_Aim of the task_
Each line below must be printed exactly as it stands.

_Given data_
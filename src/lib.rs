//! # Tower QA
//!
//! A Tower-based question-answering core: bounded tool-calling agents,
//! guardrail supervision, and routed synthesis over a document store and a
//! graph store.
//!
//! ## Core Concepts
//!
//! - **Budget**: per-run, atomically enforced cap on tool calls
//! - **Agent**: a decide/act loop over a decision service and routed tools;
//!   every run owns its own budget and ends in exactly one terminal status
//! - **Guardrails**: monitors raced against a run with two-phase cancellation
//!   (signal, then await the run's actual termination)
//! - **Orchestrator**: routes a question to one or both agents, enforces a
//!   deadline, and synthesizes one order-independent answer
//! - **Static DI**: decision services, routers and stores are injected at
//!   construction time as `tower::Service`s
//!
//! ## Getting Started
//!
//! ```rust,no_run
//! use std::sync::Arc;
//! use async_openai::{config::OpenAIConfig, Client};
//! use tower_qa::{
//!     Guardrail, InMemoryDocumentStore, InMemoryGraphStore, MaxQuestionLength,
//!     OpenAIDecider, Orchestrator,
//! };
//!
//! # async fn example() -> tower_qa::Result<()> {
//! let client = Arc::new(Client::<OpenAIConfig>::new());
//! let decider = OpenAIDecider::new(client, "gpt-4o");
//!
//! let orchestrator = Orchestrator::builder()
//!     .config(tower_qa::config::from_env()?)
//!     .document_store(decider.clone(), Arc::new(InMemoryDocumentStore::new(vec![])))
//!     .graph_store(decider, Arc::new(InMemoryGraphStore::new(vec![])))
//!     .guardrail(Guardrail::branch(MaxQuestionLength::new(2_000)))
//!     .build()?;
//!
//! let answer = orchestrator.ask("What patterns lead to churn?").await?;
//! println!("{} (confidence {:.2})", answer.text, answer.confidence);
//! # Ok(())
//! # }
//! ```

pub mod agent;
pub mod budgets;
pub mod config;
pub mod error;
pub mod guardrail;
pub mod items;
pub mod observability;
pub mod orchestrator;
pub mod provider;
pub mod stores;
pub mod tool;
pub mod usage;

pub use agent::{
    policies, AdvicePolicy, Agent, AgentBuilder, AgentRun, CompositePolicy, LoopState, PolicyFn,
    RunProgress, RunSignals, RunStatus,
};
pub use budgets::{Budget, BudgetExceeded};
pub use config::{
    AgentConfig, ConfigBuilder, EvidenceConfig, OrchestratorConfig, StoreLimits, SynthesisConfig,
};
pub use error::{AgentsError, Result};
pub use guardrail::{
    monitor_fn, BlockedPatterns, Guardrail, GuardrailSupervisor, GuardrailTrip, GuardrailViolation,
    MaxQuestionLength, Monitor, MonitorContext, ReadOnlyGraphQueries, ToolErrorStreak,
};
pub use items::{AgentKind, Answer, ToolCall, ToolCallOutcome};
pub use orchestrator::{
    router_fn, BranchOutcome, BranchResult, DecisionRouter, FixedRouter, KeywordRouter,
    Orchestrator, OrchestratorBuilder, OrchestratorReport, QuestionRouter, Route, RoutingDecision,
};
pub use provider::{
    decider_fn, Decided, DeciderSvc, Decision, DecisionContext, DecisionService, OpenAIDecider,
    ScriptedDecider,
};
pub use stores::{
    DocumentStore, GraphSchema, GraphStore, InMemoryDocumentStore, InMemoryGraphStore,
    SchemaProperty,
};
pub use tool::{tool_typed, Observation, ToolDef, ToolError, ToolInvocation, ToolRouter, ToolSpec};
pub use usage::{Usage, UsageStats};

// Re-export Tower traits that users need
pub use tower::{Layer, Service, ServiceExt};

_Output_
filename src/lib.rs
//! # Tower QA
//!
//! A Tower-based question-answering core: bounded tool-calling agents,
//! guardrail supervision, and routed synthesis over a document store and a
//! graph store.
//!
//! ## Core Concepts
//!
//! - **Budget**: per-run, atomically enforced cap on tool calls
//! - **Agent**: a decide/act loop over a decision service and routed tools;
//!   every run owns its own budget and ends in exactly one terminal status
//! - **Guardrails**: monitors raced against a run with two-phase cancellation
//!   (signal, then await the run's actual termination)
//! - **Orchestrator**: routes a question to one or both agents, enforces a
//!   deadline, and synthesizes one order-independent answer
//! - **Static DI**: decision services, routers and stores are injected at
//!   construction time as `tower::Service`s
//!
//! ## Getting Started
//!
//! ```rust,no_run
//! use std::sync::Arc;
//! use async_openai::{config::OpenAIConfig, Client};
//! use tower_qa::{
//!     Guardrail, InMemoryDocumentStore, InMemoryGraphStore, MaxQuestionLength,
//!     OpenAIDecider, Orchestrator,
//! };
//!
//! # async fn example() -> tower_qa::Result<()> {
//! let client = Arc::new(Client::<OpenAIConfig>::new());
//! let decider = OpenAIDecider::new(client, "gpt-4o");
//!
//! let orchestrator = Orchestrator::builder()
//!     .config(tower_qa::config::from_env()?)
//!     .document_store(decider.clone(), Arc::new(InMemoryDocumentStore::new(vec![])))
//!     .graph_store(decider, Arc::new(InMemoryGraphStore::new(vec![])))
//!     .guardrail(Guardrail::branch(MaxQuestionLength::new(2_000)))
//!     .build()?;
//!
//! let answer = orchestrator.ask("What patterns lead to churn?").await?;
//! println!("{} (confidence {:.2})", answer.text, answer.confidence);
//! # Ok(())
//! # }
//! ```

pub mod agent;
pub mod budgets;
pub mod config;
pub mod error;
pub mod guardrail;
pub mod items;
pub mod observability;
pub mod orchestrator;
pub mod provider;
pub mod stores;
pub mod tool;
pub mod usage;

pub use agent::{
    policies, AdvicePolicy, Agent, AgentBuilder, AgentRun, CompositePolicy, LoopState, PolicyFn,
    RunProgress, RunSignals, RunStatus,
};
pub use budgets::{Budget, BudgetExceeded};
pub use config::{
    AgentConfig, ConfigBuilder, EvidenceConfig, OrchestratorConfig, StoreLimits, SynthesisConfig,
};
pub use error::{AgentsError, Result};
pub use guardrail::{
    monitor_fn, BlockedPatterns, Guardrail, GuardrailSupervisor, GuardrailTrip, GuardrailViolation,
    MaxQuestionLength, Monitor, MonitorContext, ReadOnlyGraphQueries, ToolErrorStreak,
};
pub use items::{AgentKind, Answer, ToolCall, ToolCallOutcome};
pub use orchestrator::{
    router_fn, BranchOutcome, BranchResult, DecisionRouter, FixedRouter, KeywordRouter,
    Orchestrator, OrchestratorBuilder, OrchestratorReport, QuestionRouter, Route, RoutingDecision,
};
pub use provider::{
    decider_fn, Decided, DeciderSvc, Decision, DecisionContext, DecisionService, OpenAIDecider,
    ScriptedDecider,
};
pub use stores::{
    DocumentStore, GraphSchema, GraphStore, InMemoryDocumentStore, InMemoryGraphStore,
    SchemaProperty,
};
pub use tool::{tool_typed, Observation, ToolDef, ToolError, ToolInvocation, ToolRouter, ToolSpec};
pub use usage::{Usage, UsageStats};

// Re-export Tower traits that users need
pub use tower::{Layer, Service, ServiceExt};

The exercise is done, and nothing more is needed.